Mr. William J. Ruano, Pittsburgh, Pa., for appellant.

Mr. Clarence W. Moore, Sol. U. S. Patent Office, for appellee.

Before FAHY, WASHINGTON and DANAHER, Circuit Judges.

DANAHER, Circuit Judge.

Appellant asked the District Court to restrain the Commissioner of Patents from cancelling its Trade-Mark Registration No. 557,776 of "Nylonized" for women's nylon hosiery, issued on April 15, 1952, and its Service Mark Registration No. 557,443 of "Nylonized" for the finishing of nylon and other woven and knit fabrics by applying an emulsified nylon finishing coat thereon, issued on April 8, 1952. Both registrations had issued on the Supplemental Register under the Trade-Mark Act of 1946. Scholler Brothers, Inc., W. F. Fancourt Co., both of Philadelphia, Pennsylvania, and Onyx Oil & Chemical Co. of Jersey City, New Jersey, filed cancellation petitions in the Patent Office where, finally, the Assistant Commissioner of Patents held that appellant had not been entitled to register the word "Nylonized" at the time it filed its application and that Registration No. 557,776 should therefore be cancelled.
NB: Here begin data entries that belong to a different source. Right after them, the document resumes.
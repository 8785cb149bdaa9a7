//! Energy-based voice activity detection used for utterance segmentation.

/// State change reported by the detector.
#[derive(Debug, Clone, Copy, PartialEq, Eq)]
pub enum VadEvent {
    SpeechStarted,
    SpeechEnded,
}

/// RMS-energy detector with silent-frame hysteresis over 16-bit PCM frames.
pub struct EnergyVad {
    /// RMS threshold above which a frame counts as speech.
    threshold: f64,
    /// Consecutive silent frames required before declaring the utterance over.
    hang_frames: usize,
    active: bool,
    silent_frames: usize,
}

impl EnergyVad {
    pub fn new(threshold: f64, hang_frames: usize) -> Self {
        Self {
            threshold,
            hang_frames,
            active: false,
            silent_frames: 0,
        }
    }

    /// Defaults tuned for 16kHz audio in 20ms frames: ~300ms of trailing
    /// silence ends the utterance.
    pub fn default_16khz() -> Self {
        Self::new(300.0, 15)
    }

    /// RMS energy of one PCM frame.
    pub fn rms(samples: &[i16]) -> f64 {
        if samples.is_empty() {
            return 0.0;
        }
        let sum: f64 = samples.iter().map(|&s| (s as f64) * (s as f64)).sum();
        (sum / samples.len() as f64).sqrt()
    }

    /// Advance the detector by one frame, reporting a state change if any.
    pub fn advance(&mut self, frame: &[i16]) -> Option<VadEvent> {
        let speaking = Self::rms(frame) > self.threshold;

        if speaking {
            self.silent_frames = 0;
            if !self.active {
                self.active = true;
                return Some(VadEvent::SpeechStarted);
            }
        } else if self.active {
            self.silent_frames += 1;
            if self.silent_frames >= self.hang_frames {
                self.active = false;
                self.silent_frames = 0;
                return Some(VadEvent::SpeechEnded);
            }
        }

        None
    }

    pub fn is_active(&self) -> bool {
        self.active
    }

    pub fn reset(&mut self) {
        self.active = false;
        self.silent_frames = 0;
    }
}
It was further held that "Nylonized" is merely descriptive, that the Examiner's decision to that effect should be affirmed and that Registration No. 557,443 should be cancelled.1  The Commissioner moved to dismiss the complaint in the District Court on the ground that the court lacked jurisdiction over the parties and over the subject matter and because the petitioners for cancellation were "indispensably necessary to a full and final adjudication of the controversy and none of them has been made a party hereto." The Commissioner's motion having been granted and the complaint having been dismissed, this appeal followed.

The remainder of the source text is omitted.